鳴海さんは最初から教員志望というわけではなかった。経営学部に進学し民間企業への就職を考えていたが、アルバイトを通して考えが変わる。

「家庭教師をしていて、人に教えるのが楽しく思えたんです。最初は派遣会社経由でしたが、次第に自分でも営業をかけて個人契約も増やしました。念のためとっていた教職課程の教育実習でも生徒たちの反応が良くて、色紙ももらって……。すごく達成感がありました」

「まるで魔法にかかったようだった」と当時を振り返る鳴海さんだが、不安もあったと話す。ちょうど、文部科学省のSNSプロジェクト『#教師のバトン』が“大炎上”していた頃だったからだ。

「先生方の悲痛な投稿をたくさん目にしていたので、正直よいイメージは持てませんでした。でも、教員採用試験に合格して『1回やってみよう』と思ったんです」

一抹の不安を抱えながら教員の道に覚悟を決めた背景には、民間企業への就職難もあった。

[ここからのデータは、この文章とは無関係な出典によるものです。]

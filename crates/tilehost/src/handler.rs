//! Per-connection handler: authentication, lobby, play, watch, relay.
//!
//! Each accepted connection gets its own Tokio task running this handler.
//! The connection is in one of three modes:
//!
//! ```text
//!            play ─────────▶ Playing ──game ends / go_lobby──┐
//! Lobby ─┤                                                   ├──▶ Lobby
//!            watch ────────▶ Watching ──game ends / stop─────┘
//! ```
//!
//! Game output reaches the connection through a bounded channel fed by
//! the process actor. A client that falls too far behind is dropped by
//! the actor and its connection closed here; the game is not affected.

use std::sync::Arc;

use tilehost_config::{ReconnectPolicy, Username};
use tilehost_process::{
    LaunchRequest, ProcessExit, ProcessHandle, ProcessState, TerminationReason, ViewerEvent,
    ViewerId, ViewerRole,
};
use tilehost_protocol::{
    ClientMessage, Codec, EndReason, ErrorCode, GameInfo, LobbyEntry, ServerMessage, Utf8Carry,
};
use tilehost_session::{Admission, Session, SessionError};
use tilehost_transport::{Connection, WebSocketConnection};
use tokio::sync::{mpsc, watch};
use tokio::time::Instant;
use tracing::{debug, info, warn};

use crate::server::{reap_on_exit, ServerState};
use crate::TilehostError;

/// What the connection is currently doing.
enum Mode {
    Lobby,
    Playing(Attached),
    Watching(Attached),
}

/// A viewer attachment to a running game.
struct Attached {
    session: Arc<Session>,
    handle: ProcessHandle,
    events: mpsc::Receiver<ViewerEvent>,
    carry: Utf8Carry,
    kicks: watch::Receiver<u64>,
}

コロナ禍を背景に、厚生労働省は当時の新卒の就職内定取り消しが前年度の約5倍に増えたことを明らかにしている。「教員ならクビにならないだろう」というのも率直な思いだった。

しかし、そうした社会情勢が影響してか否か、赴任先の校長は鳴海さんに冷や水を浴びせるような言葉をかけたという。「君を採ったのは、特別支援学級の人手が足りなかったからだ」――。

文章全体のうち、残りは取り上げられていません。